Loss of Gravitropism in Farnesene-Treated Arabidopsis Is Due to Microtubule Malformations Related to Hormonal and ROS Unbalance


Mode of action of farnesene, a volatile sesquiterpene commonly found in the essential oils of several plants, was deeply studied on the model species Arabidopsis thaliana. The effects of farnesene on the Arabidopsis root morphology were evaluated by different microscopic techniques. As well, microtubules immunolabeling, phytohormone measurements and ROS staining helped us to elucidate the single or multi-modes of action of this sesquiterpene on plant metabolism.

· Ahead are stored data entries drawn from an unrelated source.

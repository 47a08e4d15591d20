//! Goal interpretation: referring-expression resolution and goal
//! compilation into DNF.

mod compile;
mod resolver;

pub use compile::interpret;
pub use resolver::{find_candidates, resolve_entity};

use crate::formula::DnfFormula;
use crate::parse::Command;
use shrdlite_world::snapshot::WorldSnapshotV1;

/// Typed failure for goal interpretation.
#[derive(Debug, Clone, PartialEq, Eq)]
pub enum InterpretError {
    /// The command is missing its required entity or location argument.
    NoEntity,
    /// No world object matches the description.
    NoSuchEntity { description: String },
    /// A definite description matched more than one object.
    Ambiguous {
        description: String,
        candidates: Vec<String>,
    },
    /// A `take` resolved to the floor.
    CannotPickUpFloor,
    /// A `put` was issued with an empty gripper.
    NotHolding,
    /// Every candidate goal was filtered as physically impossible.
    NoValidSolution,
    /// `all` used where the single gripper cannot honor it.
    UnsupportedAll { detail: String },
}

impl std::fmt::Display for InterpretError {
    fn fmt(&self, f: &mut std::fmt::Formatter<'_>) -> std::fmt::Result {
        match self {
            Self::NoEntity => write!(f, "the command is missing an entity"),
            Self::NoSuchEntity { description } => {
                write!(f, "there is no {description} in the world")
            }
            Self::Ambiguous {
                description,
                candidates,
            } => write!(
                f,
                "'the {description}' is ambiguous between {} objects",
                candidates.len()
            ),
            Self::CannotPickUpFloor => write!(f, "the floor cannot be picked up"),
            Self::NotHolding => write!(f, "nothing is being held"),
            Self::NoValidSolution => write!(f, "no physically possible goal remains"),
            Self::UnsupportedAll { detail } => write!(f, "'all' is not supported here: {detail}"),
        }
    }
}

impl std::error::Error for InterpretError {}

/// Interpret every parse, accumulating successes.
///
/// Errors are silently dropped while at least one parse interprets; only
/// if none succeeded is the first encountered error surfaced.
///
/// # Errors
///
/// The first [`InterpretError`] when no parse yields a goal.
pub fn interpret_all(
    parses: &[Command],
    snapshot: &WorldSnapshotV1,
) -> Result<Vec<DnfFormula>, InterpretError> {
    let mut goals = Vec::new();
    let mut first_error = None;
    for command in parses {
        match interpret(command, snapshot) {
            Ok(goal) => goals.push(goal),
            Err(error) => {
                first_error.get_or_insert(error);
            }
        }
    }
    if goals.is_empty() {
        return Err(first_error.unwrap_or(InterpretError::NoEntity));
    }
    Ok(goals)
}
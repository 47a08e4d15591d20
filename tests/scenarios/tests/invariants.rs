//! Universal invariants: cost accounting, heuristic admissibility,
//! quantifier laws, feasibility symmetry, and CNF→DNF distribution.

use std::time::Duration;

use shrdlite_planner::formula::{cnf_to_dnf, DnfFormula, Literal};
use shrdlite_planner::heuristic;
use shrdlite_planner::interpret::{resolve_entity, InterpretError};
use shrdlite_planner::parse::{Entity, FormPattern, ObjectDescription, Quantifier};
use shrdlite_planner::pipeline::{plan, PlanError};
use shrdlite_planner::space::PlannerSpace;
use shrdlite_search::error::SearchError;
use shrdlite_search::policy::SearchPolicyV1;
use shrdlite_search::search::{astar, SearchOutcomeV1};
use shrdlite_world::moves::{move_cost, Cost, Move};
use shrdlite_world::physics::can_support;
use shrdlite_world::relations::Relation;
use shrdlite_world::state::WorldStateV1;

use serde_json::json;
use shrdlite_scenarios::{parse_command, world_one};

/// Search the example world for a goal formula.
fn search_goal(goal: &DnfFormula) -> SearchOutcomeV1<WorldStateV1, Move> {
    let world = world_one();
    let space = PlannerSpace::new(&world, goal);
    let start = WorldStateV1::from_snapshot(&world);
    astar(start, &space, &SearchPolicyV1::default()).unwrap()
}

/// `holding(m)`: a goal that forces real unstacking work.
fn buried_pyramid_goal() -> DnfFormula {
    DnfFormula::new(vec![vec![Literal::holding("m")]])
}

/// Assert `h(s) ≤ g(goal) − g(s)` for every state on the accepted path.
fn assert_admissible_along_path(
    goal: &DnfFormula,
    outcome: &SearchOutcomeV1<WorldStateV1, Move>,
) {
    let world = world_one();
    let total_objects = world.present_ids().len();
    let mut g: Cost = 0;
    for (index, state) in outcome.path.iter().enumerate() {
        if index > 0 {
            g += move_cost(
                &outcome.path[index - 1],
                outcome.actions[index - 1],
                &world.objects,
                total_objects,
            );
        }
        let remaining = outcome.total_cost - g;
        assert!(
            heuristic::estimate(goal, state) <= remaining,
            "h overestimates at path index {index}"
        );
    }
}

#[test]
fn total_cost_equals_the_sum_of_edge_costs() {
    let world = world_one();
    let goal = buried_pyramid_goal();
    let outcome = search_goal(&goal);
    let total_objects = world.present_ids().len();

    let mut accumulated: Cost = 0;
    for (pair, action) in outcome.path.windows(2).zip(&outcome.actions) {
        accumulated += move_cost(&pair[0], *action, &world.objects, total_objects);
    }
    assert_eq!(accumulated, outcome.total_cost);
}

#[test]
fn heuristic_never_overestimates_along_the_accepted_path() {
    let goal = buried_pyramid_goal();
    let outcome = search_goal(&goal);
    assert_admissible_along_path(&goal, &outcome);
}

#[test]
fn heuristic_never_overestimates_on_spatial_goals() {
    // Each goal drives a full search, so the per-relation estimators are
    // checked against the costs A* actually accumulates.

    // ontop/inside: the white ball must come to rest directly in the
    // covered yellow box, forcing the pyramid and brick out first
    let inside = DnfFormula::new(vec![vec![Literal::related("l", Relation::Inside, "k")]]);
    let outcome = search_goal(&inside);
    assert!(inside.is_satisfied(outcome.path.last().unwrap()));
    assert_admissible_along_path(&inside, &outcome);

    // leftof: the black brick starts in the box's own column and must
    // move past it
    let leftof = DnfFormula::new(vec![vec![Literal::related("f", Relation::LeftOf, "k")]]);
    let outcome = search_goal(&leftof);
    assert!(leftof.is_satisfied(outcome.path.last().unwrap()));
    assert_admissible_along_path(&leftof, &outcome);

    // above: the black brick ends up resting somewhere over the table
    let above = DnfFormula::new(vec![vec![Literal::related("f", Relation::Above, "e")]]);
    let outcome = search_goal(&above);
    assert!(above.is_satisfied(outcome.path.last().unwrap()));
    assert_admissible_along_path(&above, &outcome);

    // under: the flipped reading of the same relation
    let under = DnfFormula::new(vec![vec![Literal::related("e", Relation::Under, "f")]]);
    let outcome = search_goal(&under);
    assert!(under.is_satisfied(outcome.path.last().unwrap()));
    assert_admissible_along_path(&under, &outcome);
}

#[test]
fn the_plan_reaches_a_goal_state() {
    let goal = buried_pyramid_goal();
    let outcome = search_goal(&goal);
    assert!(goal.is_satisfied(outcome.path.last().unwrap()));
    for state in &outcome.path[..outcome.path.len() - 1] {
        assert!(!goal.is_satisfied(state), "goal must be reached exactly once");
    }
}

#[test]
fn definite_descriptions_resolve_uniquely_or_fail() {
    let world = world_one();
    for form in [
        FormPattern::Ball,
        FormPattern::Box,
        FormPattern::Brick,
        FormPattern::Pyramid,
        FormPattern::Table,
        FormPattern::Plank,
    ] {
        let entity = Entity {
            quantifier: Quantifier::The,
            object: ObjectDescription {
                size: None,
                color: None,
                form,
                object: None,
                location: None,
            },
        };
        match resolve_entity(&entity, &world) {
            Ok(candidates) => assert_eq!(candidates.len(), 1),
            Err(InterpretError::Ambiguous { candidates, .. }) => {
                assert!(candidates.len() > 1);
            }
            Err(InterpretError::NoSuchEntity { .. }) => {}
            Err(other) => panic!("unexpected error {other:?}"),
        }
    }
}

#[test]
fn under_and_above_feasibility_are_symmetric() {
    let world = world_one();
    let ids: Vec<&str> = world.objects.keys().map(String::as_str).collect();
    for a in &ids {
        for b in &ids {
            let spec_a = world.spec(a).unwrap();
            let spec_b = world.spec(b).unwrap();
            assert_eq!(
                can_support(spec_a, Relation::Under, spec_b),
                can_support(spec_b, Relation::Above, spec_a),
            );
        }
    }
}

#[test]
fn dnf_distribution_law_holds() {
    let clause = |ids: &[&str]| -> Vec<Literal> {
        ids.iter().map(|id| Literal::holding(*id)).collect()
    };
    let cases: Vec<Vec<Vec<Literal>>> = vec![
        vec![clause(&["a"])],
        vec![clause(&["a", "b"]), clause(&["c"])],
        vec![clause(&["a", "b"]), clause(&["c", "d"]), clause(&["e", "f", "g"])],
    ];
    for clauses in cases {
        let dnf = cnf_to_dnf(&clauses);
        let expected: usize = clauses.iter().map(Vec::len).product();
        assert_eq!(dnf.len(), expected);
        for conjunction in &dnf {
            // a choice function: one literal drawn from every clause
            assert!(clauses
                .iter()
                .all(|clause| clause.iter().any(|l| conjunction.contains(l))));
        }
    }
}

#[test]
fn a_zero_timeout_surfaces_as_no_plan_found() {
    let world = world_one();
    let parses = vec![parse_command(json!({
        "command": "take",
        "entity": {"quantifier": "the", "object": {"form": "pyramid"}}
    }))];
    let policy = SearchPolicyV1 {
        timeout: Duration::ZERO,
        ..SearchPolicyV1::default()
    };
    let error = plan(&parses, &world, &policy).unwrap_err();
    assert!(matches!(
        error,
        PlanError::Search(SearchError::Timeout { .. })
    ));
}
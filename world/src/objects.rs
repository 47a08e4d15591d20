//! Object taxonomy: forms, sizes, colors, and per-object specifications.

use serde::{Deserialize, Serialize};

/// Reserved identifier for the implicit floor.
///
/// The floor is never stored in any stack; it is the implicit bottom of
/// every column and appears only as a relation argument.
pub const FLOOR_ID: &str = "floor";

/// Specification used whenever the floor participates in a relation.
///
/// `Large` so the size rules of the support table never block placement on
/// the floor; the color is never consulted.
pub const FLOOR_SPEC: ObjectSpec = ObjectSpec {
    form: Form::Floor,
    size: Size::Large,
    color: Color::Black,
};

/// Object form.
#[derive(Debug, Clone, Copy, PartialEq, Eq, PartialOrd, Ord, Hash, Serialize, Deserialize)]
#[serde(rename_all = "lowercase")]
pub enum Form {
    Brick,
    Plank,
    Ball,
    Pyramid,
    Box,
    Table,
    Floor,
}

impl Form {
    /// The surface word for this form.
    #[must_use]
    pub fn as_str(self) -> &'static str {
        match self {
            Self::Brick => "brick",
            Self::Plank => "plank",
            Self::Ball => "ball",
            Self::Pyramid => "pyramid",
            Self::Box => "box",
            Self::Table => "table",
            Self::Floor => "floor",
        }
    }
}

/// Object size.
#[derive(Debug, Clone, Copy, PartialEq, Eq, PartialOrd, Ord, Hash, Serialize, Deserialize)]
#[serde(rename_all = "lowercase")]
pub enum Size {
    Small,
    Large,
}

impl Size {
    /// The surface word for this size.
    #[must_use]
    pub fn as_str(self) -> &'static str {
        match self {
            Self::Small => "small",
            Self::Large => "large",
        }
    }
}

/// Object color (the palette used by the example worlds).
#[derive(Debug, Clone, Copy, PartialEq, Eq, PartialOrd, Ord, Hash, Serialize, Deserialize)]
#[serde(rename_all = "lowercase")]
pub enum Color {
    Black,
    White,
    Blue,
    Green,
    Yellow,
    Red,
}

impl Color {
    /// The surface word for this color.
    #[must_use]
    pub fn as_str(self) -> &'static str {
        match self {
            Self::Black => "black",
            Self::White => "white",
            Self::Blue => "blue",
            Self::Green => "green",
            Self::Yellow => "yellow",
            Self::Red => "red",
        }
    }
}

/// The physical description of one object.
#[derive(Debug, Clone, Copy, PartialEq, Eq, Serialize, Deserialize)]
pub struct ObjectSpec {
    pub form: Form,
    pub size: Size,
    pub color: Color,
}
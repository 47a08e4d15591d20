//! Rendering a search path into the actuator/utterance stream.
//!
//! Consecutive path states are diffed into the primitive tokens `"l"`,
//! `"r"`, `"p"`, `"d"`; utterances announcing the manipulated object are
//! injected before picks and uncovered drops. Any non-token string in the
//! output is a user-facing utterance displayed before the following
//! action.

use std::collections::BTreeMap;

use shrdlite_world::objects::ObjectSpec;
use shrdlite_world::state::WorldStateV1;

use crate::describe::shortest_description;

/// Render the action stream for a path of world states.
///
/// The final pick announces `"Taking the <desc>"`, earlier picks
/// `"Moving the <desc>"`. A drop announces `"Dropping the <desc>"` only
/// when its carry segment emitted no pick message (the path began with the
/// object already gripped). A path with fewer than two states renders to
/// an empty stream.
#[must_use]
pub fn render_plan(path: &[WorldStateV1], objects: &BTreeMap<String, ObjectSpec>) -> Vec<String> {
    let total_picks = path
        .windows(2)
        .filter(|pair| pair[0].holding.is_none() && pair[1].holding.is_some())
        .count();
    let mut picks_seen = 0;
    let mut pick_announced = false;
    let mut stream = Vec::new();

    for pair in path.windows(2) {
        let (previous, next) = (&pair[0], &pair[1]);
        if next.arm != previous.arm {
            stream.push(if next.arm < previous.arm { "l" } else { "r" }.to_string());
            continue;
        }
        match (&previous.holding, &next.holding) {
            (None, Some(id)) => {
                picks_seen += 1;
                let description = shortest_description(id, &previous.stacks, objects);
                let verb = if picks_seen == total_picks {
                    "Taking"
                } else {
                    "Moving"
                };
                stream.push(format!("{verb} the {description}"));
                pick_announced = true;
                stream.push("p".to_string());
            }
            (Some(id), None) => {
                if !pick_announced {
                    let description = shortest_description(id, &previous.stacks, objects);
                    stream.push(format!("Dropping the {description}"));
                }
                pick_announced = false;
                stream.push("d".to_string());
            }
            _ => {}
        }
    }
    stream
}
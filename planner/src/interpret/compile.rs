//! Goal compilation: from resolved candidates to a feasibility-filtered
//! DNF of goal literals.

use shrdlite_world::objects::FLOOR_ID;
use shrdlite_world::physics::can_support;
use shrdlite_world::relations::Relation;
use shrdlite_world::snapshot::WorldSnapshotV1;

use crate::formula::{cnf_to_dnf, Conjunction, DnfFormula, GoalAtom, Literal};
use crate::parse::{Command, CommandVerb, Entity, Location, Quantifier};

use super::resolver::resolve_entity;
use super::InterpretError;

/// Compile one parsed command into a goal formula.
///
/// # Errors
///
/// See [`InterpretError`]; every kind except `NoValidSolution` is raised
/// before goal construction, `NoValidSolution` after feasibility
/// filtering empties the formula.
pub fn interpret(
    command: &Command,
    snapshot: &WorldSnapshotV1,
) -> Result<DnfFormula, InterpretError> {
    match command.command {
        CommandVerb::Take => {
            let entity = command.entity.as_ref().ok_or(InterpretError::NoEntity)?;
            interpret_take(entity, snapshot)
        }
        CommandVerb::Put => {
            let location = command.location.as_ref().ok_or(InterpretError::NoEntity)?;
            interpret_put(location, snapshot)
        }
        CommandVerb::Move => {
            let entity = command.entity.as_ref().ok_or(InterpretError::NoEntity)?;
            let location = command.location.as_ref().ok_or(InterpretError::NoEntity)?;
            interpret_move(entity, location, snapshot)
        }
    }
}

fn interpret_take(
    entity: &Entity,
    snapshot: &WorldSnapshotV1,
) -> Result<DnfFormula, InterpretError> {
    let candidates = resolve_entity(entity, snapshot)?;
    if candidates.iter().any(|id| id == FLOOR_ID) {
        return Err(InterpretError::CannotPickUpFloor);
    }
    if entity.quantifier == Quantifier::All && candidates.len() > 1 {
        return Err(InterpretError::UnsupportedAll {
            detail: "the arm cannot hold more than one object".into(),
        });
    }
    finish(
        candidates
            .into_iter()
            .map(|id| vec![Literal::holding(id)])
            .collect(),
    )
}

fn interpret_put(
    location: &Location,
    snapshot: &WorldSnapshotV1,
) -> Result<DnfFormula, InterpretError> {
    let held = snapshot
        .holding
        .clone()
        .ok_or(InterpretError::NotHolding)?;
    let destinations = resolve_entity(&location.entity, snapshot)?;
    let sources = vec![held];
    let disjuncts = if location.entity.quantifier == Quantifier::All {
        // the single held object must cover every destination
        cnf_to_dnf(&destination_clauses(&sources, &destinations, location.relation))
    } else {
        pair_disjuncts(&sources, &destinations, location.relation)
    };
    finish(filter_feasible(disjuncts, snapshot))
}

fn interpret_move(
    entity: &Entity,
    location: &Location,
    snapshot: &WorldSnapshotV1,
) -> Result<DnfFormula, InterpretError> {
    let sources = resolve_entity(entity, snapshot)?;
    let destinations = resolve_entity(&location.entity, snapshot)?;
    let relation = location.relation;
    let source_all = entity.quantifier == Quantifier::All;
    let destination_all = location.entity.quantifier == Quantifier::All;

    let disjuncts = if !source_all && !destination_all {
        pair_disjuncts(&sources, &destinations, relation)
    } else {
        let mut clauses = Vec::new();
        if source_all {
            clauses.extend(source_clauses(&sources, &destinations, relation));
        }
        if destination_all {
            clauses.extend(destination_clauses(&sources, &destinations, relation));
        }
        let mut dnf = cnf_to_dnf(&clauses);
        if source_all && destination_all {
            dnf = flatten_to_union(dnf);
        }
        dnf
    };
    finish(filter_feasible(disjuncts, snapshot))
}

/// Cartesian single-literal disjuncts, self-pairs skipped.
fn pair_disjuncts(
    sources: &[String],
    destinations: &[String],
    relation: Relation,
) -> Vec<Conjunction> {
    let mut disjuncts = Vec::new();
    for source in sources {
        for destination in destinations {
            if source != destination {
                disjuncts.push(vec![Literal::related(
                    source.clone(),
                    relation,
                    destination.clone(),
                )]);
            }
        }
    }
    disjuncts
}

/// One clause per source: it must land on some destination.
fn source_clauses(
    sources: &[String],
    destinations: &[String],
    relation: Relation,
) -> Vec<Vec<Literal>> {
    sources
        .iter()
        .map(|source| {
            destinations
                .iter()
                .filter(|destination| *destination != source)
                .map(|destination| {
                    Literal::related(source.clone(), relation, destination.clone())
                })
                .collect()
        })
        .collect()
}

/// One clause per destination: some source must cover it (flipped mode).
fn destination_clauses(
    sources: &[String],
    destinations: &[String],
    relation: Relation,
) -> Vec<Vec<Literal>> {
    destinations
        .iter()
        .map(|destination| {
            sources
                .iter()
                .filter(|source| *source != destination)
                .map(|source| {
                    Literal::related(source.clone(), relation, destination.clone())
                })
                .collect()
        })
        .collect()
}

/// Collapse a DNF into one conjunction holding the deduplicated union of
/// all its literals (the `all`-entity + `all`-destination reading).
fn flatten_to_union(dnf: Vec<Conjunction>) -> Vec<Conjunction> {
    let mut union: Conjunction = Vec::new();
    for conjunction in dnf {
        for literal in conjunction {
            if !union.contains(&literal) {
                union.push(literal);
            }
        }
    }
    if union.is_empty() {
        Vec::new()
    } else {
        vec![union]
    }
}

/// Keep only conjunctions whose every literal is physically feasible and
/// which claim no support twice.
fn filter_feasible(disjuncts: Vec<Conjunction>, snapshot: &WorldSnapshotV1) -> Vec<Conjunction> {
    disjuncts
        .into_iter()
        .filter(|conjunction| {
            conjunction
                .iter()
                .all(|literal| literal_feasible(literal, snapshot))
        })
        .filter(|conjunction| !has_support_conflict(conjunction))
        .collect()
}

/// Physical feasibility of a single literal (§feasibility table plus the
/// floor placement rules: floor only as `ontop`/`above` target and `under`
/// subject).
fn literal_feasible(literal: &Literal, snapshot: &WorldSnapshotV1) -> bool {
    match &literal.atom {
        GoalAtom::Holding(id) => id != FLOOR_ID,
        GoalAtom::Related {
            subject,
            relation,
            object,
        } => {
            if subject == FLOOR_ID {
                return *relation == Relation::Under;
            }
            if object == FLOOR_ID && !matches!(relation, Relation::OnTop | Relation::Above) {
                return false;
            }
            let (Some(subject_spec), Some(object_spec)) =
                (snapshot.spec(subject), snapshot.spec(object))
            else {
                return false;
            };
            can_support(subject_spec, *relation, object_spec)
        }
    }
}

/// Two objects cannot share one support, and one object cannot rest on two
/// supports. The floor is exempt as a target.
fn has_support_conflict(conjunction: &Conjunction) -> bool {
    let mut subjects: Vec<&str> = Vec::new();
    let mut objects: Vec<&str> = Vec::new();
    for literal in conjunction {
        let GoalAtom::Related {
            subject,
            relation,
            object,
        } = &literal.atom
        else {
            continue;
        };
        if !matches!(relation, Relation::OnTop | Relation::Inside) {
            continue;
        }
        if subjects.contains(&subject.as_str()) {
            return true;
        }
        subjects.push(subject);
        if object != FLOOR_ID {
            if objects.contains(&object.as_str()) {
                return true;
            }
            objects.push(object);
        }
    }
    false
}

fn finish(disjuncts: Vec<Conjunction>) -> Result<DnfFormula, InterpretError> {
    if disjuncts.is_empty() {
        return Err(InterpretError::NoValidSolution);
    }
    Ok(DnfFormula::new(disjuncts))
}
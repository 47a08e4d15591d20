//! End-to-end scenarios: parsed command trees through interpretation,
//! search, and rendering, with every plan replayed against the successor
//! semantics.

use serde_json::json;

use shrdlite_planner::formula::{GoalAtom, Literal};
use shrdlite_planner::interpret::InterpretError;
use shrdlite_planner::pipeline::{interpretations, plan, PlanError, ALREADY_TRUE};
use shrdlite_search::policy::SearchPolicyV1;
use shrdlite_world::moves::{MAX_PICKUP, MOVE, UNIT};
use shrdlite_world::objects::Form;
use shrdlite_world::relations::Relation;

use shrdlite_scenarios::{
    execute_plan, parse_command, world_one, world_one_holding, world_two_white_balls,
    world_uncovered_box,
};

#[test]
fn take_the_white_ball() {
    let world = world_one();
    let parses = vec![parse_command(json!({
        "command": "take",
        "entity": {
            "quantifier": "the",
            "object": {"form": "ball", "color": "white"}
        }
    }))];

    let goals = interpretations(&parses, &world).unwrap();
    assert_eq!(goals.len(), 1);
    assert_eq!(goals[0].disjuncts, vec![vec![Literal::holding("l")]]);

    let result = plan(&parses, &world, &SearchPolicyV1::default()).unwrap();
    assert_eq!(result.actions.last().unwrap(), "p");
    // the ball is uncovered one column away: one move, one high pick
    assert_eq!(result.total_cost, MOVE + UNIT + MAX_PICKUP * 6 / 8);

    let final_state = execute_plan(&result.actions, &world);
    assert_eq!(final_state.holding.as_deref(), Some("l"));
    assert!(goals[0].is_satisfied(&final_state));
}

#[test]
fn put_the_held_ball_inside_a_yellow_box() {
    let world = world_uncovered_box();
    let parses = vec![parse_command(json!({
        "command": "put",
        "location": {
            "relation": "inside",
            "entity": {
                "quantifier": "any",
                "object": {"form": "box", "color": "yellow"}
            }
        }
    }))];

    let goals = interpretations(&parses, &world).unwrap();
    assert_eq!(
        goals[0].disjuncts,
        vec![vec![Literal::related("l", Relation::Inside, "k")]]
    );

    let result = plan(&parses, &world, &SearchPolicyV1::default()).unwrap();
    let final_state = execute_plan(&result.actions, &world);
    // the ball sits directly above the box
    let (ball_column, ball_height) = final_state.position("l").unwrap();
    assert_eq!(final_state.stacks[ball_column][ball_height - 1], "k");
    assert!(goals[0].is_satisfied(&final_state));
}

#[test]
fn move_all_balls_inside_a_large_box() {
    let world = world_one();
    let parses = vec![parse_command(json!({
        "command": "move",
        "entity": {
            "quantifier": "all",
            "object": {"form": "ball"}
        },
        "location": {
            "relation": "inside",
            "entity": {
                "quantifier": "any",
                "object": {"form": "box", "size": "large"}
            }
        }
    }))];

    let goals = interpretations(&parses, &world).unwrap();
    // one conjunction per assignment of balls to distinct boxes
    assert_eq!(goals[0].disjuncts.len(), 2);

    let result = plan(&parses, &world, &SearchPolicyV1::default()).unwrap();
    let final_state = execute_plan(&result.actions, &world);
    assert!(goals[0].is_satisfied(&final_state));

    for ball in ["l", "p"] {
        let (column, height) = final_state.position(ball).unwrap();
        assert!(height > 0, "{ball} must not rest on the floor");
        let supporter = &final_state.stacks[column][height - 1];
        let spec = world.objects[supporter];
        assert_eq!(spec.form, Form::Box, "{ball} must sit directly in a box");
        assert_eq!(spec.size, shrdlite_world::objects::Size::Large);
    }
}

#[test]
fn impossible_put_has_no_valid_solution() {
    // holding the large ball, no pyramid can legally sit below it
    let world = world_one_holding("p");
    let parses = vec![parse_command(json!({
        "command": "put",
        "location": {
            "relation": "above",
            "entity": {
                "quantifier": "any",
                "object": {"form": "pyramid"}
            }
        }
    }))];

    let error = plan(&parses, &world, &SearchPolicyV1::default()).unwrap_err();
    assert_eq!(
        error,
        PlanError::Interpret(InterpretError::NoValidSolution)
    );
}

#[test]
fn already_satisfied_goal_renders_the_message() {
    let world = world_one();
    let parses = vec![parse_command(json!({
        "command": "move",
        "entity": {
            "quantifier": "the",
            "object": {"form": "table"}
        },
        "location": {
            "relation": "ontop",
            "entity": {
                "quantifier": "the",
                "object": {"form": "floor"}
            }
        }
    }))];

    let result = plan(&parses, &world, &SearchPolicyV1::default()).unwrap();
    assert_eq!(result.actions, vec![ALREADY_TRUE.to_string()]);
    assert_eq!(result.total_cost, 0);
}

#[test]
fn two_white_balls_make_the_description_ambiguous() {
    let world = world_two_white_balls();
    let parses = vec![parse_command(json!({
        "command": "take",
        "entity": {
            "quantifier": "the",
            "object": {"form": "ball", "color": "white"}
        }
    }))];

    let error = plan(&parses, &world, &SearchPolicyV1::default()).unwrap_err();
    match error {
        PlanError::Interpret(InterpretError::Ambiguous { candidates, .. }) => {
            assert_eq!(candidates, vec!["l".to_string(), "n".to_string()]);
        }
        other => panic!("expected Ambiguous, got {other:?}"),
    }
}

#[test]
fn goal_literals_carry_positive_polarity() {
    let world = world_one();
    let parses = vec![parse_command(json!({
        "command": "take",
        "entity": {"quantifier": "any", "object": {"form": "ball"}}
    }))];
    let goals = interpretations(&parses, &world).unwrap();
    for conjunction in &goals[0].disjuncts {
        for literal in conjunction {
            assert!(literal.polarity);
            assert!(matches!(literal.atom, GoalAtom::Holding(_)));
        }
    }
}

Farnesene-treated roots showed a strong growth inhibition and marked modifications on morphology, important tissue alterations, cellular damages and anisotropic growth. Left-handed growth of farnesene-treated roots, reverted by taxol (a known microtubule stabilizer), was related to microtubule condensation and disorganization. As well, the inhibition of primary root growth, lateral root number, lateral root length, and both root hairs length and density could be explained by the strong increment in ethylene production and auxin content detected in farnesene-treated seedlings. Microtubule alteration and hormonal unbalance appear as important components in the mode of action of farnesene and confirm the strong phytotoxic potential of this sesquiterpene.